MISS-SA · Molecular mechanisms involved in the IGF-1R signalling setting of the somatotropic axis

This proposal aims to understand molecular mechanisms involved in the induction and persistence of the somatotropic function decrease observed in mice with diminished IGF-I signalling. This alteration could be induced by a specific heterozygous IGF-1R invalidation in mice brain, and in wild type mice, by a nutrient restriction during the first two weeks of life. Previous results obtained in these both models indicate that diminished IGF-I signalling first decreases hypothalamic GHRH gene expression in first 10 days of life, which alters development of somatotrophs cells in pituitary. Preliminary data indicate that this is not associated with a decrease of GHRH neurons number and suggest an alteration of gene transcription. Environmental programming of endocrine axis activity through gene transcription suggests implication of epigenetic mechanisms. Thus, using the two mice models cited above, I plan to study epigenetic modifications on the GHRH promoter (CpG methylation & histones modifications). GHRH gene expression requires Ikaros that has been shown to act through changes of chromatin access. If modifications of GHRH promoter were confirmed, I will determine Ikaros gene expression by real time PCR. Next, it could be interesting to study Ikaros promoter methylation profile, since it contain 1kb CpG island. The second part of this proposal will be on mechanism involved in the persistence of somatotropic axis decrease and will focus on somatotroph cells, which are a key element of this axis.
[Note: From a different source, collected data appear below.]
use std::sync::Arc;

use super::{Account, AccountRepository, ProfileInput, SignInInput, SignUpInput, ENTITY};
use crate::{
    auth::{Capability, Role},
    errors::Error,
    identity::{IdentityProvider, Session},
    storage::{Bucket, Upload, Uploader},
};

/// Sign-up, sessions and profile maintenance.
#[derive(Clone)]
pub struct AccountService {
    accounts: Arc<dyn AccountRepository>,
    identity: Arc<dyn IdentityProvider>,
    uploader: Uploader,
}

fn filled(value: Option<String>) -> Option<String> {
    value
        .map(|v| v.trim().to_string())
        .filter(|v| !v.is_empty())
}

impl AccountService {
    pub fn new(
        accounts: Arc<dyn AccountRepository>,
        identity: Arc<dyn IdentityProvider>,
        uploader: Uploader,
    ) -> Self {
        Self {
            accounts,
            identity,
            uploader,
        }
    }

    /// Registers the identity and creates the account row. A courier's ID
    /// document goes to the private bucket; if that upload fails the
    /// account is still created without it.
    pub async fn sign_up(
        &self,
        input: SignUpInput,
        id_document: Option<Upload>,
    ) -> Result<Account, Error> {
        let id_document = id_document.filter(|upload| !upload.is_empty());
        let role = input.validate(id_document.is_some())?;

        let subject = self
            .identity
            .sign_up(input.email.trim(), &input.password)
            .await?;

        if self.accounts.find_by_auth_id(&subject).await?.is_some() {
            return Err(Error::Uniqueness {
                field: "email".to_string(),
            });
        }

        let mut id_document_url = None;
        if let (Role::Delivery, Some(upload)) = (role, &id_document) {
            match self.uploader.upload(Bucket::IdDocuments, &subject, upload).await {
                Ok(url) => id_document_url = Some(url),
                Err(err) => {
                    tracing::warn!(%subject, %err, "ID document upload failed, continuing without it")
                }
            }
        }

        let address = input.address();
        let mut account = Account::new(subject, role, input.name.trim(), input.phone.trim());
        account.email = Some(input.email.trim().to_string());
        account.address = address;
        account.plz = filled(input.plz);
        account.street = filled(input.street);
        account.house_number = filled(input.house_number);
        account.date_of_birth = filled(input.date_of_birth);
        account.vehicle_type = filled(input.vehicle_type);
        account.id_document_url = id_document_url;

        self.accounts.insert(&account).await?;
        tracing::info!(account_id = %account.id, role = %account.role, "Account registered");

        Ok(account)
    }

    pub async fn sign_in(&self, input: SignInInput) -> Result<Session, Error> {
        input.validate()?;

        let session = self
            .identity
            .sign_in(input.email.trim(), &input.password)
            .await?;
        tracing::info!(subject = %session.subject, "Signed in");

        Ok(session)
    }

    pub async fn sign_out(&self, access_token: &str) -> Result<(), Error> {
        self.identity.sign_out(access_token).await
    }

    /// Account behind a bearer token.
    pub async fn current(&self, access_token: Option<&str>) -> Result<Account, Error> {
        let access_token = access_token.ok_or(Error::Unauthenticated)?;
        let subject = self
            .identity
            .subject(access_token)
            .await?
            .ok_or(Error::Unauthenticated)?;

        self.accounts
            .find_by_auth_id(&subject)
            .await?
            .ok_or_else(|| Error::NotFound {
                entity: ENTITY.to_string(),
            })
    }

    pub async fn update_profile(
        &self,
        account: &Account,
        input: ProfileInput,
    ) -> Result<Account, Error> {
        account.actor().require(Capability::EditProfile)?;
        input.validate()?;

        let mut updated = account.clone();
        updated.merge_profile(input);
        self.accounts.save_profile(&updated).await?;
        tracing::info!(account_id = %updated.id, "Profile updated");

        self.accounts
            .find_by_id(&account.id)
            .await?
            .ok_or_else(|| Error::NotFound {
                entity: ENTITY.to_string(),
            })
    }

    pub async fn set_online(&self, account: &Account, online: bool) -> Result<Account, Error> {
        account.actor().require(Capability::ToggleAvailability)?;

        self.accounts.set_online(&account.id, online).await?;

        self.accounts
            .find_by_id(&account.id)
            .await?
            .ok_or_else(|| Error::NotFound {
                entity: ENTITY.to_string(),
            })
    }

    /// Stores a file under the caller's identity subject.
    pub async fn upload(
        &self,
        account: &Account,
        bucket: Bucket,
        upload: &Upload,
    ) -> Result<String, Error> {
        self.uploader.upload(bucket, &account.auth_id, upload).await
    }
}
The study the GH promoter methylation profile will indicate if the gene expression alteration is associated with epigenetic changes. In this case, a particular attention will be hold to its two essentials enhancers, Ikaros and Pit-1. High throughput pyrosequencing will be use to perform these experiments. Latter, questions concerning alteration of somatotrophs proliferation/ differentiation could be raised with a widescreen MDIP array technology present at the Douglass Institute.